Further, the appellant claims this site also continues to leach nutrients (i.e., phosphorus and nitrogen) and other suspected contaminants through the groundwater from the subject site into Heron’s Landing Lake. The failing lake health and resulting harmful algae blooms are responsible for an array of nuisances, including odors and toxins that, along with PFAS, have real adverse impacts on human and environmental health. PFAS – which stands for per- and polyfluoroalkyl substances – are a group of thousands of man-made “forever chemicals” used since the 1940s for their water, grease, and stain-resistant properties. They do not break down easily in the environment or human body, leading to widespread contamination. Exposure is linked to health issues like cancer and immune system effects.

“By granting maximum impervious coverage on a site known to harbor persistent chemical contaminants, the City is not simply adjusting numbers; it is actively diminishing the island’s natural capacity to mitigate flood risk and contain legacy pollution,” appellant’s brief stated via her representative Attorney Ralf Brookes. “The evidence of PFAS ‘forever chemicals’ and nutrient leaching into Heron’s Landing Lake proves that the subject property remains a functional public nuisance that has yet to be properly remediated.

“To allow full-lot coverage of 5,000 square feet on these sensitive lots ignores the strict scrutiny required by the Sanibel Plan and the Land Development Code. Such a departure from established density and design standards creates an irreversible ‘parking lot aesthetic’ that is incompatible with the surrounding neighborhood and ecologically dangerous to the shared waters of the Heron’s Landing community,” appellant’s brief continued.

The appellant requested that the City Council deny the requested revision of the preliminary plat, mandate comprehensive environmental delineation and remediation of the legacy PFAS contaminants prior to any further development activity on the Coastal Creek site, and consider purchasing and restoring the site to natural conditions.

City Staff found that:

· The revision to the table maintains compliance with the maximum developed area and coverage with impermeable surfaces per ecological zone.

· No changes are proposed to the approved subdivision layout, lot configuration, tract boundaries, tract sizes, or overall site design; the revision is limited solely to correcting the tabulated development and impermeable area allocations.
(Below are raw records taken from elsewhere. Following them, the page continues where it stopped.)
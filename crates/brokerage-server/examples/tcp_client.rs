//! Minimal line client for the brokerage server.
//!
//! Reads commands from stdin, validates them locally, sends them to the
//! server and prints whatever comes back shortly afterwards.

use std::env;
use std::time::Duration;

use anyhow::Result;
use exchange_protocol::parse_command;
use tokio::io::{AsyncBufReadExt, AsyncWriteExt, BufReader};
use tokio::net::TcpStream;
use tokio::time::timeout;

#[tokio::main]
async fn main() -> Result<()> {
    let addr = env::var("BROKERAGE_CLIENT_ADDR").unwrap_or_else(|_| "127.0.0.1:9000".to_string());

    println!("Connecting to {}...", addr);
    let stream = TcpStream::connect(&addr).await?;
    let (read_half, mut write_half) = stream.into_split();
    let mut replies = BufReader::new(read_half).lines();
    println!("Connected. Commands look like:");
    println!("  REGISTER, alice, pw");
    println!("  LOGIN, alice, pw");
    println!("  BUY, ABC, 100, 10.00");
    println!("  SELL, ABC, 50, MKT");
    println!("  QUOTE, ABC");
    println!("Type 'quit' or 'exit' to leave.\n");

    let mut stdin = BufReader::new(tokio::io::stdin()).lines();

    while let Some(line) = stdin.next_line().await? {
        let trimmed = line.trim();
        if trimmed.eq_ignore_ascii_case("quit") || trimmed.eq_ignore_ascii_case("exit") {
            break;
        }

        match parse_command(trimmed) {
            Ok(Some(_)) => {}
            Ok(None) => continue,
            Err(e) => {
                eprintln!("not sent: {e}");
                continue;
            }
        }

        write_half.write_all(trimmed.as_bytes()).await?;
        write_half.write_all(b"\n").await?;

        // Print replies until the server goes quiet.
        while let Ok(reply) = timeout(Duration::from_millis(100), replies.next_line()).await {
            match reply? {
                Some(text) => println!("<< {}", text),
                None => {
                    println!("Server closed the connection.");
                    return Ok(());
                }
            }
        }
    }

    Ok(())
}
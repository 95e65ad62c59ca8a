//! Quote snapshot for a single security.

use crate::money::{Price, Shares};
use crate::order_type::OrderType;

/// The highest-priority order on one side of a book.
#[derive(Debug, Clone, Copy, PartialEq, Eq)]
pub struct TopOrder {
    /// Market, or the limit price.
    pub order_type: OrderType,
    pub shares: Shares,
}

impl TopOrder {
    /// Limit price, `None` if the top order is a market order.
    pub fn price(&self) -> Option<Price> {
        self.order_type.limit_price()
    }
}

/// Point-in-time view of a book and its trading session.
#[derive(Debug, Clone, PartialEq, Eq)]
pub struct Quote {
    pub company_name: String,
    pub symbol: String,
    pub last_price: Price,
    pub low: Price,
    pub high: Price,
    pub volume: u64,

    /// Top of the buy queue, `None` if it is empty.
    pub bid: Option<TopOrder>,

    /// Top of the sell queue, `None` if it is empty.
    pub ask: Option<TopOrder>,
}
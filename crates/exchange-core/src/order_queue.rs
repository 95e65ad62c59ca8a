//! One side of an order book: a priority queue of resting orders.
//!
//! Orders are kept sorted best-first according to a [`RankingPolicy`].
//! Equally ranked orders are ordered by arrival sequence (time
//! priority).

use std::cmp::Ordering;
use std::collections::VecDeque;

use crate::order::Order;
use crate::ranking::RankingPolicy;

#[derive(Debug, Clone)]
pub struct OrderQueue<P> {
    policy: P,
    orders: VecDeque<Order>,
}

impl<P: RankingPolicy> OrderQueue<P> {
    pub fn new(policy: P) -> Self {
        OrderQueue {
            policy,
            orders: VecDeque::new(),
        }
    }

    /// Insert `order` at its ranked position.
    pub fn push(&mut self, order: Order) {
        let policy = &self.policy;
        let idx = self
            .orders
            .partition_point(|resting| {
                policy
                    .compare(resting, &order)
                    .then(resting.sequence.cmp(&order.sequence))
                    != Ordering::Greater
            });
        self.orders.insert(idx, order);
    }

    /// Highest-priority order, if any.
    pub fn peek(&self) -> Option<&Order> {
        self.orders.front()
    }

    pub fn peek_mut(&mut self) -> Option<&mut Order> {
        self.orders.front_mut()
    }

    /// Remove and return the highest-priority order.
    pub fn pop(&mut self) -> Option<Order> {
        self.orders.pop_front()
    }

    pub fn len(&self) -> usize {
        self.orders.len()
    }

    pub fn is_empty(&self) -> bool {
        self.orders.is_empty()
    }

    /// Orders in priority order, best first.
    pub fn iter(&self) -> impl Iterator<Item = &Order> {
        self.orders.iter()
    }

    /// Sum of remaining shares across the queue.
    pub fn total_shares(&self) -> u64 {
        self.orders
            .iter()
            .map(|o| u64::from(o.remaining_qty))
            .sum()
    }
}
· Staff finds the proposed revision is within the limitations established by the land development code and has no objection to the revised table.

· All 24 conditions of the preliminary plat approval found in the Planning Commission Resolution and upheld by City Council remain in full force and effect.

In an appeal, as advised by City Attorney John Agnew, Council cannot consider new facts, arguments, or evidence; it may only determine whether the Planning Commission properly administered the Code. Council’s options are to uphold the Commission’s resolution, remand it back to the Planning Commission to be reconsidered, or to deny the appeal.

Planning Director Paula McMichael noted that the Planning Commission unanimously approved the applications.

“No law is being broken,” said Council member Holly Smith.

Council voted 4-1 (Council member Laura DeBruce opposed) to uphold the Planning Commission’s decision.

“The plat is approved,” said Agnew. “They have the right to build.”

A second vote was taken and passed unanimously to begin evaluating whether there is an unknown hazard at the lake. Smith said the Federal Government is looking at that, to which DeBruce replied, “We’re Sanibel Island. We don’t wait for the Federal Government on environmental issues. We are the leaders.”